- **Brief**: Could you filter the records below down to the lines that include the word "SelectStmt"?

▶

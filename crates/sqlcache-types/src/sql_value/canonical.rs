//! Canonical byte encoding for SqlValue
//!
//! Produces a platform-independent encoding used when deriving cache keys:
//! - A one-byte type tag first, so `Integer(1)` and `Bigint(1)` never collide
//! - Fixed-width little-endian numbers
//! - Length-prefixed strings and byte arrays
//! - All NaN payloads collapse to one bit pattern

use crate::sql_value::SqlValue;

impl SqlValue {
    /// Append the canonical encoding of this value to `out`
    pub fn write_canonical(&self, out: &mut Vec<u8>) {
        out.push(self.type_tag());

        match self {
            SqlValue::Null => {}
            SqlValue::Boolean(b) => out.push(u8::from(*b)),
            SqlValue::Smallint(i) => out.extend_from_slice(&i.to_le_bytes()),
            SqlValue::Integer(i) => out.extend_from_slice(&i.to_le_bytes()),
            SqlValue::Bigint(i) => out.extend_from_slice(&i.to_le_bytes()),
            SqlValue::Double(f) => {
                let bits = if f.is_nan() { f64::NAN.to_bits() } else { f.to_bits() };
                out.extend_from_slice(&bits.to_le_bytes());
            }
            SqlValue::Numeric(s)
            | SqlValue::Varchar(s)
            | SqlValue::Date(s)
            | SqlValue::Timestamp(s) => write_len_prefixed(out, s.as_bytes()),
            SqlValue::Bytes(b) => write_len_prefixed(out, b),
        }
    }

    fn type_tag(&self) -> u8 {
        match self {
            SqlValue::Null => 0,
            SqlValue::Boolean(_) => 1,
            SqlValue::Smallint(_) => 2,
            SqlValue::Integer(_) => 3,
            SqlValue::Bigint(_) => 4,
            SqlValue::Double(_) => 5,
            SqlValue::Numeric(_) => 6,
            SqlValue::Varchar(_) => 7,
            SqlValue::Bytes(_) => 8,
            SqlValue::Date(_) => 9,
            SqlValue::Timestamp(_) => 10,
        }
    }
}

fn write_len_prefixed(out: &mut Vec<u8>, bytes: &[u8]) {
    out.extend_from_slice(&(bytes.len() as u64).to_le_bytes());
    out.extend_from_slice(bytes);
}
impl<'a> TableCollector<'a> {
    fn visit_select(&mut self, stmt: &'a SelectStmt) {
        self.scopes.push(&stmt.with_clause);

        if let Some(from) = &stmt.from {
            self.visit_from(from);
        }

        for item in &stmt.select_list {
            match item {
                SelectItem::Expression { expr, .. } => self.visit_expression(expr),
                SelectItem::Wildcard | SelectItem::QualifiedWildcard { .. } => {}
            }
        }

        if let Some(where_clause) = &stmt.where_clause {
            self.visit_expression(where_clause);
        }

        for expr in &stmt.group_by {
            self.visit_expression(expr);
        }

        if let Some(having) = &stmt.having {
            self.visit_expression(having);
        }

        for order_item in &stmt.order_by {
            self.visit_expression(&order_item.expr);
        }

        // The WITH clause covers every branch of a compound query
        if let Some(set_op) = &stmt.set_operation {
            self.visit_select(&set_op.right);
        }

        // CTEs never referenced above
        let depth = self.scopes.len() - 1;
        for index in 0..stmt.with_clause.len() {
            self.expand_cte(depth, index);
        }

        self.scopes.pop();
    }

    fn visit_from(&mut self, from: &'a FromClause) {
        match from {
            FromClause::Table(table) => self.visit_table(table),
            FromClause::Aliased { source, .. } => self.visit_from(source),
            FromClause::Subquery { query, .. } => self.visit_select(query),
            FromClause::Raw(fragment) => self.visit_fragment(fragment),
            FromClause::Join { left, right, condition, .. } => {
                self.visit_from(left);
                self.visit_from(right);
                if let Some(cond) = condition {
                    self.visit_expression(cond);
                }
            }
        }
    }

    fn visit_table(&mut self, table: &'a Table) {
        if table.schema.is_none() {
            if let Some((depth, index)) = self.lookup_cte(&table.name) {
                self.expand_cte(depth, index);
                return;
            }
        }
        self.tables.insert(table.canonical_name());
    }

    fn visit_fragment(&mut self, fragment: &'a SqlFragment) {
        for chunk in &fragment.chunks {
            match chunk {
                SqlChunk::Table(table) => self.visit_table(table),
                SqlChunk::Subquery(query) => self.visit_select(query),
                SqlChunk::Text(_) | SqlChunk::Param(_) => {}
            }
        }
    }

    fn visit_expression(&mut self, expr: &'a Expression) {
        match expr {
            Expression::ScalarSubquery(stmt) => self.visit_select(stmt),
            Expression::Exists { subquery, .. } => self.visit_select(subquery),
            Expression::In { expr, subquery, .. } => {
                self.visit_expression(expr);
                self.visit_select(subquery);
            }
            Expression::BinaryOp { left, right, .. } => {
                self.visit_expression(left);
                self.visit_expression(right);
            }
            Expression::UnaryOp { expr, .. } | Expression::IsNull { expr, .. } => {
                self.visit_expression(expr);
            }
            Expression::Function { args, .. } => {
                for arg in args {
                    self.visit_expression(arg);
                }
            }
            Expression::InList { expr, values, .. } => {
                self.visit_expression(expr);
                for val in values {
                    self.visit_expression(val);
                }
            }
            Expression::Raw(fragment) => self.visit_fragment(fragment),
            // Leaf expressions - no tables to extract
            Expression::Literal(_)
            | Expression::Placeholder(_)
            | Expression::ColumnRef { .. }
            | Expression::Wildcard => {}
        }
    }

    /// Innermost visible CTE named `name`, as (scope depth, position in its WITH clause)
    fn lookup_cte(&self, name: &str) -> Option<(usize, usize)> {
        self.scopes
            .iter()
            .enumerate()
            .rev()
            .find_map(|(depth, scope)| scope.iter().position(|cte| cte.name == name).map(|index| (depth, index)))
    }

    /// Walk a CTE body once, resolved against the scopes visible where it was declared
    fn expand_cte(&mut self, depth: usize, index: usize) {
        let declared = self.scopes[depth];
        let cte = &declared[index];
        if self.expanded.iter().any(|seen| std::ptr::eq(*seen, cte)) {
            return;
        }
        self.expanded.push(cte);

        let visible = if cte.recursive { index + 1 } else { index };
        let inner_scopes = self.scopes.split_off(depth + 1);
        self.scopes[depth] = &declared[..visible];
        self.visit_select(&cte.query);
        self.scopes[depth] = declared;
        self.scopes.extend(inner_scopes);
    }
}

◀
▶

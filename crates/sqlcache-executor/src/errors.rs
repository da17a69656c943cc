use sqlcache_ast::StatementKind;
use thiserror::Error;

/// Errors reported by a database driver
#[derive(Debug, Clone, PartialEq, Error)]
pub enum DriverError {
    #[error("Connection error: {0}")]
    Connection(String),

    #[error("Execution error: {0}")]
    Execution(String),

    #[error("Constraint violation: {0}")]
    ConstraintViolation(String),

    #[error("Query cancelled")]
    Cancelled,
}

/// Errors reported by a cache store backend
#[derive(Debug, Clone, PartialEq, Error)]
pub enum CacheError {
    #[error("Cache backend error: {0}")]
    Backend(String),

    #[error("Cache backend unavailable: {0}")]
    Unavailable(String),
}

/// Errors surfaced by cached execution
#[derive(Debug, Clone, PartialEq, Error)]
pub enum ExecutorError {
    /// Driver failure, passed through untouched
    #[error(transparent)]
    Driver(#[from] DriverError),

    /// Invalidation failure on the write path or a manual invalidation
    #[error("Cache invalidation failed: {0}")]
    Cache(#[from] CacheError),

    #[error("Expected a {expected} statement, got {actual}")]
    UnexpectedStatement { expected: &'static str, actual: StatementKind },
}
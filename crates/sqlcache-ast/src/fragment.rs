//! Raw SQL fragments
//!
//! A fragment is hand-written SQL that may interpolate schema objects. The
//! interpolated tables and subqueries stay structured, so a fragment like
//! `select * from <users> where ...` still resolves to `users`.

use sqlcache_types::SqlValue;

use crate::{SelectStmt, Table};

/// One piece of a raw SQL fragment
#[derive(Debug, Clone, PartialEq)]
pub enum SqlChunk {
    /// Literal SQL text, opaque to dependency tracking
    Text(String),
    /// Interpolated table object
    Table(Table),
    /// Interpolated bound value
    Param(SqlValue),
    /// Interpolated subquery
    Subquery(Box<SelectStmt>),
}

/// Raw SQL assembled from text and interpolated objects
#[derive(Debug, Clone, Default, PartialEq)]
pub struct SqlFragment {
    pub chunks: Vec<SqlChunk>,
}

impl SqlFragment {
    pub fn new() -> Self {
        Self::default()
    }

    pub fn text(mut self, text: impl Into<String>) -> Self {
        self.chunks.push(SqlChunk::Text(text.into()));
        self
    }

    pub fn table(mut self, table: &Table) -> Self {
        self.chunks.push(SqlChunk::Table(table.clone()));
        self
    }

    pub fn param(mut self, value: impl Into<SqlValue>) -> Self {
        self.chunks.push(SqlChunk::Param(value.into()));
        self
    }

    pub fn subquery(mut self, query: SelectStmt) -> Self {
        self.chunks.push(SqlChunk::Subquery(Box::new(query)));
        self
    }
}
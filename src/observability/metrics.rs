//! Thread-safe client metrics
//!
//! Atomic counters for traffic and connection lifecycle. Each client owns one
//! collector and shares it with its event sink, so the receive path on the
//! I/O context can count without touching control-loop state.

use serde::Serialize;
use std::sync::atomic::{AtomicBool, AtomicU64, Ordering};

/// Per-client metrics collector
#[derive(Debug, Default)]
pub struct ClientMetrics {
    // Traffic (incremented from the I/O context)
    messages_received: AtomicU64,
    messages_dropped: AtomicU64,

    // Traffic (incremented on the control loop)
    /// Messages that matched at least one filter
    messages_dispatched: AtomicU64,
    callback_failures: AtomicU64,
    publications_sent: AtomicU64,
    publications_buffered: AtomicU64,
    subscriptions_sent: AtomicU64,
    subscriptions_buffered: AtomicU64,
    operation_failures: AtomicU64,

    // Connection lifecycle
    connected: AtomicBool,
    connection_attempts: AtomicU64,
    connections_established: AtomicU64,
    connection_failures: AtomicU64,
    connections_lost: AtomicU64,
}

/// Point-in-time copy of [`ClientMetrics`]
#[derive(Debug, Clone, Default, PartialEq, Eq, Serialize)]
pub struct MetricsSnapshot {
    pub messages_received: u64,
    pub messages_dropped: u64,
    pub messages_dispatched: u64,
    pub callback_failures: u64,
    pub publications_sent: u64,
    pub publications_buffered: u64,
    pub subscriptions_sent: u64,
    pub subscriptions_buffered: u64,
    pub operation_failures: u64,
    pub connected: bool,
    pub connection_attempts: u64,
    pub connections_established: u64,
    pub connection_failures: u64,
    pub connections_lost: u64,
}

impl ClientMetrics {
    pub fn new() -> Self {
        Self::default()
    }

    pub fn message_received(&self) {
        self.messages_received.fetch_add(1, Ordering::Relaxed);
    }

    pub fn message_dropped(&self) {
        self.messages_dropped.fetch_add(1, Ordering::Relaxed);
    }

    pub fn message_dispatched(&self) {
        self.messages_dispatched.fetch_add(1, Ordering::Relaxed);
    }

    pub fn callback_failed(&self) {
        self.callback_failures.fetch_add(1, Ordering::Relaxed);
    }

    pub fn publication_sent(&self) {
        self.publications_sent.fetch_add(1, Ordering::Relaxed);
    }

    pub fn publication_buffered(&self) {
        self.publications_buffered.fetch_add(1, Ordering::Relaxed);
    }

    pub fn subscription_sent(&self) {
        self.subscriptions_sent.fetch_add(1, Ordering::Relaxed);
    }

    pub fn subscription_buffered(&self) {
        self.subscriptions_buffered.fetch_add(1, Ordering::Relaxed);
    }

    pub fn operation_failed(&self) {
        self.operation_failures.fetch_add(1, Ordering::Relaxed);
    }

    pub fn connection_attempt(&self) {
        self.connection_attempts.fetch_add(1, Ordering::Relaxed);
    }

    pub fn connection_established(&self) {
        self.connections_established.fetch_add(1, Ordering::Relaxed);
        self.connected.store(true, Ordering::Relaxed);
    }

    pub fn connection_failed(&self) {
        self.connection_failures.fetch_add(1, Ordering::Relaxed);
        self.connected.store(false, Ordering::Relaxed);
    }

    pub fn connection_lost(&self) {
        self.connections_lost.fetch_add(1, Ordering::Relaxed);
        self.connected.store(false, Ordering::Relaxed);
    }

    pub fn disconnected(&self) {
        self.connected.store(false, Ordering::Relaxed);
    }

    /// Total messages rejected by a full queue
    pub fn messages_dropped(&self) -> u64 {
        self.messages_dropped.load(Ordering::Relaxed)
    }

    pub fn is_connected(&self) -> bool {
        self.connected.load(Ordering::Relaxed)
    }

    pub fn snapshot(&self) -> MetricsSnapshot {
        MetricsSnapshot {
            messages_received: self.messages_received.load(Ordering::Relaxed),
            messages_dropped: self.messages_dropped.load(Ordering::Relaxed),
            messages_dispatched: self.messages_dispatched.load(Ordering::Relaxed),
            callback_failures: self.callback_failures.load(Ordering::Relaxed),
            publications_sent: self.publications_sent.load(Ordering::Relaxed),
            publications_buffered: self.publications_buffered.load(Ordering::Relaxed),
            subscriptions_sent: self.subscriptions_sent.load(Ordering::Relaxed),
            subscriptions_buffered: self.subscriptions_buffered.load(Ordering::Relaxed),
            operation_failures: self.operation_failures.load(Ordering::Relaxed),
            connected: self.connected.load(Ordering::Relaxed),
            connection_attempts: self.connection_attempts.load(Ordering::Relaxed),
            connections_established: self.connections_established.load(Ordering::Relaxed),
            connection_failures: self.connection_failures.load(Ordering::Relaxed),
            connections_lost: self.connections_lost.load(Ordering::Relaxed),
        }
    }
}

◀

- **Response for this exercise**:
    fn visit_select(&mut self, stmt: &'a SelectStmt) {
use crate::{SelectStmt, Table};
    Subquery(Box<SelectStmt>),
    pub fn subquery(mut self, query: SelectStmt) -> Self {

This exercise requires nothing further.